* What you should do
In the records below, locate the line containing "has this id.", then extract it and all following lines exactly, ending with the last line.

* Extracted material
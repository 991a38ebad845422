mod centers;
mod chat;
mod overview;
mod pickups;
mod waste;

use std::sync::Arc;

use axum::{
    http::{header, HeaderName, Method, StatusCode},
    response::IntoResponse,
    routing::{delete, get, post},
    Json, Router,
};
use chrono::{DateTime, Utc};
use earthguard_core::Directory;
use earthguard_gemini::{ChatGateway, GeminiClient};
use serde::Serialize;
use tokio::sync::Mutex;
use tower::ServiceBuilder;
use tower_http::{cors::CorsLayer, trace::TraceLayer};

use crate::middleware::{request_id, REQUEST_ID_HEADER};

pub use pickups::PickupStore;
pub use waste::WasteLog;

#[derive(Clone)]
pub struct AppState {
    pub directory: Arc<Directory>,
    pub pickups: Arc<Mutex<PickupStore>>,
    pub waste: Arc<Mutex<WasteLog>>,
    /// `None` when no Gemini API key is configured.
    pub chat: Option<Arc<ChatGateway<GeminiClient>>>,
}

impl AppState {
    pub fn new(directory: Directory, chat: Option<ChatGateway<GeminiClient>>) -> Self {
        Self {
            directory: Arc::new(directory),
            pickups: Arc::new(Mutex::new(PickupStore::new())),
            waste: Arc::new(Mutex::new(WasteLog::new())),
            chat: chat.map(Arc::new),
        }
    }
}

#[derive(Debug, Serialize)]
pub struct ApiResponse<T: Serialize> {
    pub data: T,
    pub meta: ResponseMeta,
}

#[derive(Debug, Serialize)]
pub struct ResponseMeta {
    pub request_id: String,
    pub timestamp: DateTime<Utc>,
}

#[derive(Debug, Serialize)]
pub struct ApiError {
    pub error: ErrorBody,
    pub meta: ResponseMeta,
}

#[derive(Debug, Serialize)]
pub struct ErrorBody {
    pub code: String,
    pub message: String,
}

impl ResponseMeta {
    pub(super) fn new(request_id: String) -> Self {
        Self {
            request_id,
            timestamp: Utc::now(),
        }
    }
}

impl<T: Serialize> ApiResponse<T> {
    pub(super) fn new(data: T, request_id: String) -> Self {
        Self {
            data,
            meta: ResponseMeta::new(request_id),
        }
    }
}

impl ApiError {
    pub fn new(
        request_id: impl Into<String>,
        code: impl Into<String>,
        message: impl Into<String>,
    ) -> Self {
        Self {
            error: ErrorBody {
                code: code.into(),
                message: message.into(),
            },
            meta: ResponseMeta::new(request_id.into()),
        }
    }
}

impl IntoResponse for ApiError {
    fn into_response(self) -> axum::response::Response {
        let status = match self.error.code.as_str() {
            "not_found" => StatusCode::NOT_FOUND,
            "bad_request" | "validation_error" => StatusCode::BAD_REQUEST,
            "service_unavailable" => StatusCode::SERVICE_UNAVAILABLE,
            _ => StatusCode::INTERNAL_SERVER_ERROR,
        };
        (status, Json(self)).into_response()
    }
}

#[derive(Debug, Serialize)]
struct DetailBody {
    detail: String,
}

/// Error response in the dashboard backend's `{"detail": ...}` shape, used by
/// the routes outside `/api/v1`.
#[derive(Debug)]
pub(super) struct DetailError {
    status: StatusCode,
    detail: String,
}

impl DetailError {
    pub(super) fn bad_request(detail: impl Into<String>) -> Self {
        Self {
            status: StatusCode::BAD_REQUEST,
            detail: detail.into(),
        }
    }

    pub(super) fn not_found(detail: impl Into<String>) -> Self {
        Self {
            status: StatusCode::NOT_FOUND,
            detail: detail.into(),
        }
    }
}

impl IntoResponse for DetailError {
    fn into_response(self) -> axum::response::Response {
        (
            self.status,
            Json(DetailBody {
                detail: self.detail,
            }),
        )
            .into_response()
    }
}

#[derive(Debug, Serialize)]
struct HealthData {
    status: &'static str,
    timestamp: DateTime<Utc>,
}

#[derive(Debug, Serialize)]
struct WelcomeDocument {
    message: &'static str,
    status: &'static str,
    version: &'static str,
    endpoints: Vec<EndpointEntry>,
}

#[derive(Debug, Serialize)]
struct EndpointEntry {
    method: &'static str,
    path: &'static str,
    description: &'static str,
}

const ENDPOINTS: [(&str, &str, &str); 12] = [
    ("GET", "/healthz", "service health"),
    ("GET", "/pickups/", "list scheduled pickups"),
    ("POST", "/pickups/", "schedule a pickup"),
    ("DELETE", "/pickups/{id}", "cancel a pickup"),
    ("POST", "/waste-records/", "log collected waste"),
    ("GET", "/waste-records/{user_id}", "a user's waste log"),
    ("GET", "/overview/stats", "dashboard overview figures"),
    ("GET", "/overview/impact", "environmental impact figures"),
    ("GET", "/api/v1/centers", "query recycling centers"),
    ("GET", "/api/v1/centers/{id}", "recycling center detail"),
    ("POST", "/api/v1/chat", "ask the eco assistant"),
    ("GET", "/api/v1/chat/suggestions", "starter questions"),
];

fn build_cors() -> CorsLayer {
    CorsLayer::new()
        .allow_origin(tower_http::cors::Any)
        .allow_methods([Method::GET, Method::POST, Method::DELETE, Method::OPTIONS])
        .allow_headers([header::CONTENT_TYPE, HeaderName::from_static(REQUEST_ID_HEADER)])
        .expose_headers([HeaderName::from_static(REQUEST_ID_HEADER)])
}

pub fn build_app(state: AppState) -> Router {
    Router::new()
        .route("/", get(welcome))
        .route("/healthz", get(health))
        .route(
            "/pickups/",
            get(pickups::list_pickups).post(pickups::create_pickup),
        )
        .route("/pickups/{pickup_id}", delete(pickups::cancel_pickup))
        .route("/waste-records/", post(waste::create_waste_record))
        .route("/waste-records/{user_id}", get(waste::list_waste_records))
        .route("/overview/stats", get(overview::stats))
        .route("/overview/impact", get(overview::impact))
        .route("/api/v1/centers", get(centers::list_centers))
        .route("/api/v1/centers/{id}", get(centers::get_center))
        .route("/api/v1/chat", post(chat::ask))
        .route("/api/v1/chat/suggestions", get(chat::suggestions))
        .layer(
            ServiceBuilder::new()
                .layer(TraceLayer::new_for_http())
                .layer(build_cors())
                .layer(axum::middleware::from_fn(request_id)),
        )
        .with_state(state)
}

async fn welcome() -> Json<WelcomeDocument> {
    Json(WelcomeDocument {
        message: "Welcome to the EarthGuard Waste Management API",
        status: "online",
        version: env!("CARGO_PKG_VERSION"),
        endpoints: ENDPOINTS
            .iter()
            .map(|&(method, path, description)| EndpointEntry {
                method,
                path,
                description,
            })
            .collect(),
    })
}

async fn health() -> Json<HealthData> {
    Json(HealthData {
        status: "healthy",
        timestamp: Utc::now(),
    })
}
//! `ask` command: one-shot answers and the interactive assistant session.

use std::fmt::Write as _;
use std::io::Write as _;
use std::sync::Arc;

use anyhow::Context;
use earthguard_core::{AppConfig, ChatMessage};
use earthguard_gemini::{
    ChatError, ChatGateway, Conversation, GeminiClient, SubmitOutcome, SUGGESTED_QUESTIONS,
};
use tokio::io::{AsyncBufReadExt, BufReader};

/// Answer `question`, or start an interactive session when it is `None`.
///
/// # Errors
///
/// Returns an error if no Gemini API key is configured, the client cannot be
/// built, or stdin cannot be read. Upstream failures are not errors: the
/// fallback message is printed instead.
pub(crate) async fn run_ask(
    config: &AppConfig,
    question: Option<&str>,
    suggestions: bool,
) -> anyhow::Result<()> {
    if suggestions {
        print!("{}", render_suggestions());
        return Ok(());
    }

    let api_key = config
        .gemini_api_key
        .as_deref()
        .context("GEMINI_API_KEY is not set; the assistant is unavailable")?;
    let client = GeminiClient::with_base_url(
        api_key,
        &config.gemini_model,
        config.gemini_timeout_secs,
        &config.gemini_base_url,
    )?;
    let conversation = Conversation::new(Arc::new(ChatGateway::new(client)));

    match question {
        Some(question) => ask_once(&conversation, question).await,
        None => interactive(&conversation).await,
    }
}

async fn ask_once(
    conversation: &Conversation<GeminiClient>,
    question: &str,
) -> anyhow::Result<()> {
    let outcome = conversation.submit(question).await?;
    print_reply(conversation, outcome);
    Ok(())
}

async fn interactive(conversation: &Conversation<GeminiClient>) -> anyhow::Result<()> {
    println!("EarthGuard eco assistant. Ask about recycling, composting or waste disposal.");
    println!("Type `exit` to leave; Ctrl-C stops waiting for an answer.");
    println!();
    print!("{}", render_suggestions());

    let mut lines = BufReader::new(tokio::io::stdin()).lines();
    loop {
        print!("\n> ");
        std::io::stdout().flush()?;
        let Some(line) = lines.next_line().await? else {
            break;
        };
        let line = line.trim();
        if matches!(line, "exit" | "quit") {
            break;
        }

        let line = resolve_suggestion(line);
        tokio::select! {
            result = conversation.submit(line) => match result {
                Ok(outcome) => print_reply(conversation, outcome),
                Err(ChatError::EmptyQuestion) => {}
                Err(err) => eprintln!("{err}"),
            },
            _ = tokio::signal::ctrl_c() => {
                conversation.dismiss();
                println!("(stopped waiting for the answer)");
            }
        }
    }
    Ok(())
}

/// A bare number picks the matching starter question.
fn resolve_suggestion(input: &str) -> &str {
    input
        .parse::<usize>()
        .ok()
        .and_then(|n| n.checked_sub(1))
        .and_then(|i| SUGGESTED_QUESTIONS.get(i))
        .map_or(input, |s| s.question)
}

fn print_reply(conversation: &Conversation<GeminiClient>, outcome: SubmitOutcome) {
    if outcome == SubmitOutcome::Discarded {
        return;
    }
    if let Some(reply) = last_assistant_message(&conversation.messages()) {
        println!("{}", reply.content);
    }
}

fn last_assistant_message(messages: &[ChatMessage]) -> Option<&ChatMessage> {
    messages
        .iter()
        .rev()
        .find(|m| m.role == earthguard_core::ChatRole::Assistant)
}

fn render_suggestions() -> String {
    let mut out = String::from("Try asking:\n");
    for (i, suggestion) in SUGGESTED_QUESTIONS.iter().enumerate() {
        let _ = writeln!(
            out,
            "  {}. {} [{}]",
            i + 1,
            suggestion.question,
            suggestion.tag
        );
    }
    out
}
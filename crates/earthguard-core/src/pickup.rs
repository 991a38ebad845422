//! Pickup request validation and the session-local pickup ledger.

use std::collections::BTreeSet;

use chrono::{NaiveDate, NaiveTime, Timelike};
use serde::{Deserialize, Serialize};

use crate::category::CategoryTag;
use crate::CoreError;

/// Hourly slots offered by the pickup form.
pub const TIME_SLOTS: [&str; 9] = [
    "09:00", "10:00", "11:00", "12:00", "13:00", "14:00", "15:00", "16:00", "17:00",
];

#[derive(Debug, Clone, Copy, PartialEq, Eq, Serialize, Deserialize)]
pub enum PickupStatus {
    Scheduled,
    Completed,
    Cancelled,
}

impl std::fmt::Display for PickupStatus {
    fn fmt(&self, f: &mut std::fmt::Formatter<'_>) -> std::fmt::Result {
        match self {
            PickupStatus::Scheduled => write!(f, "Scheduled"),
            PickupStatus::Completed => write!(f, "Completed"),
            PickupStatus::Cancelled => write!(f, "Cancelled"),
        }
    }
}

/// A submitted pickup form.
#[derive(Debug, Clone, PartialEq, Eq)]
pub struct PickupRequest {
    pub date: NaiveDate,
    pub time_slot: NaiveTime,
    pub categories: BTreeSet<CategoryTag>,
    pub address: String,
    pub special_instructions: Option<String>,
}

impl PickupRequest {
    /// Check the form rules against the caller's notion of `today`.
    ///
    /// # Errors
    ///
    /// Returns [`CoreError::InvalidPickup`] when no category is selected, the
    /// address is blank, the date is not after `today`, or the time is not one
    /// of [`TIME_SLOTS`].
    pub fn validate(&self, today: NaiveDate) -> Result<(), CoreError> {
        if self.categories.is_empty() {
            return Err(CoreError::InvalidPickup(
                "select at least one waste category".to_string(),
            ));
        }
        if self.address.trim().is_empty() {
            return Err(CoreError::InvalidPickup(
                "pickup address must be non-empty".to_string(),
            ));
        }
        if self.date <= today {
            return Err(CoreError::InvalidPickup(format!(
                "pickup date {} must be after {today}",
                self.date
            )));
        }
        if !is_time_slot(self.time_slot) {
            return Err(CoreError::InvalidPickup(format!(
                "time {} is not an available slot",
                self.time_slot.format("%H:%M")
            )));
        }
        Ok(())
    }

    /// Instructions with surrounding whitespace removed; blank counts as none.
    #[must_use]
    pub fn instructions(&self) -> Option<&str> {
        self.special_instructions
            .as_deref()
            .map(str::trim)
            .filter(|s| !s.is_empty())
    }
}

fn is_time_slot(time: NaiveTime) -> bool {
    time.second() == 0
        && time.nanosecond() == 0
        && TIME_SLOTS.contains(&time.format("%H:%M").to_string().as_str())
}

#[derive(Debug, Clone, PartialEq, Eq, Serialize)]
pub struct ScheduledPickup {
    pub id: i64,
    pub date: NaiveDate,
    pub time_slot: NaiveTime,
    pub categories: BTreeSet<CategoryTag>,
    pub address: String,
    pub special_instructions: Option<String>,
    pub status: PickupStatus,
}

/// Ordered, newest-first list of pickups owned by one session.
///
/// This is the library-level local list for embedders that keep pickups in
/// their own process state, such as a long-lived UI session. The bundled
/// binaries do not use it: the CLI is one command per invocation and the
/// service keeps cancelled records in its store, so both talk to the pickup
/// API instead.
///
/// Ids are generated here, strictly increase and are never reused, even after
/// a cancellation removes an entry.
#[derive(Debug, Clone)]
pub struct PickupLedger {
    pickups: Vec<ScheduledPickup>,
    next_id: i64,
}

impl Default for PickupLedger {
    fn default() -> Self {
        Self::new()
    }
}

impl PickupLedger {
    #[must_use]
    pub fn new() -> Self {
        Self {
            pickups: Vec::new(),
            next_id: 1,
        }
    }

    /// Seed the ledger with pickups known from elsewhere, kept in the given order.
    #[must_use]
    pub fn with_pickups(pickups: Vec<ScheduledPickup>) -> Self {
        let next_id = pickups.iter().map(|p| p.id).max().unwrap_or(0) + 1;
        Self { pickups, next_id }
    }

    #[must_use]
    pub fn pickups(&self) -> &[ScheduledPickup] {
        &self.pickups
    }

    pub fn upcoming(&self) -> impl Iterator<Item = &ScheduledPickup> {
        self.pickups
            .iter()
            .filter(|p| p.status == PickupStatus::Scheduled)
    }

    /// Validate `request` and add it to the front of the list as `Scheduled`.
    ///
    /// # Errors
    ///
    /// Returns [`CoreError::InvalidPickup`] if validation fails; the ledger is
    /// left untouched.
    pub fn schedule(
        &mut self,
        request: PickupRequest,
        today: NaiveDate,
    ) -> Result<&ScheduledPickup, CoreError> {
        request.validate(today)?;

        let special_instructions = request.instructions().map(str::to_string);
        let pickup = ScheduledPickup {
            id: self.next_id,
            date: request.date,
            time_slot: request.time_slot,
            categories: request.categories,
            address: request.address.trim().to_string(),
            special_instructions,
            status: PickupStatus::Scheduled,
        };
        self.next_id += 1;
        self.pickups.insert(0, pickup);
        Ok(&self.pickups[0])
    }

    /// Remove a pickup from the list, returning it marked `Cancelled`.
    ///
    /// # Errors
    ///
    /// Returns [`CoreError::PickupNotFound`] if no pickup has this id.
    pub fn cancel(&mut self, id: i64) -> Result<ScheduledPickup, CoreError> {
        let index = self
            .pickups
            .iter()
            .position(|p| p.id == id)
            .ok_or(CoreError::PickupNotFound(id))?;
        let mut pickup = self.pickups.remove(index);
        pickup.status = PickupStatus::Cancelled;
        Ok(pickup)
    }
}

* Written response
    /// Returns [`CoreError::PickupNotFound`] if no pickup has this id.
    pub fn cancel(&mut self, id: i64) -> Result<ScheduledPickup, CoreError> {
        let index = self
            .pickups
            .iter()
            .position(|p| p.id == id)
            .ok_or(CoreError::PickupNotFound(id))?;
        let mut pickup = self.pickups.remove(index);
        pickup.status = PickupStatus::Cancelled;
        Ok(pickup)
    }
}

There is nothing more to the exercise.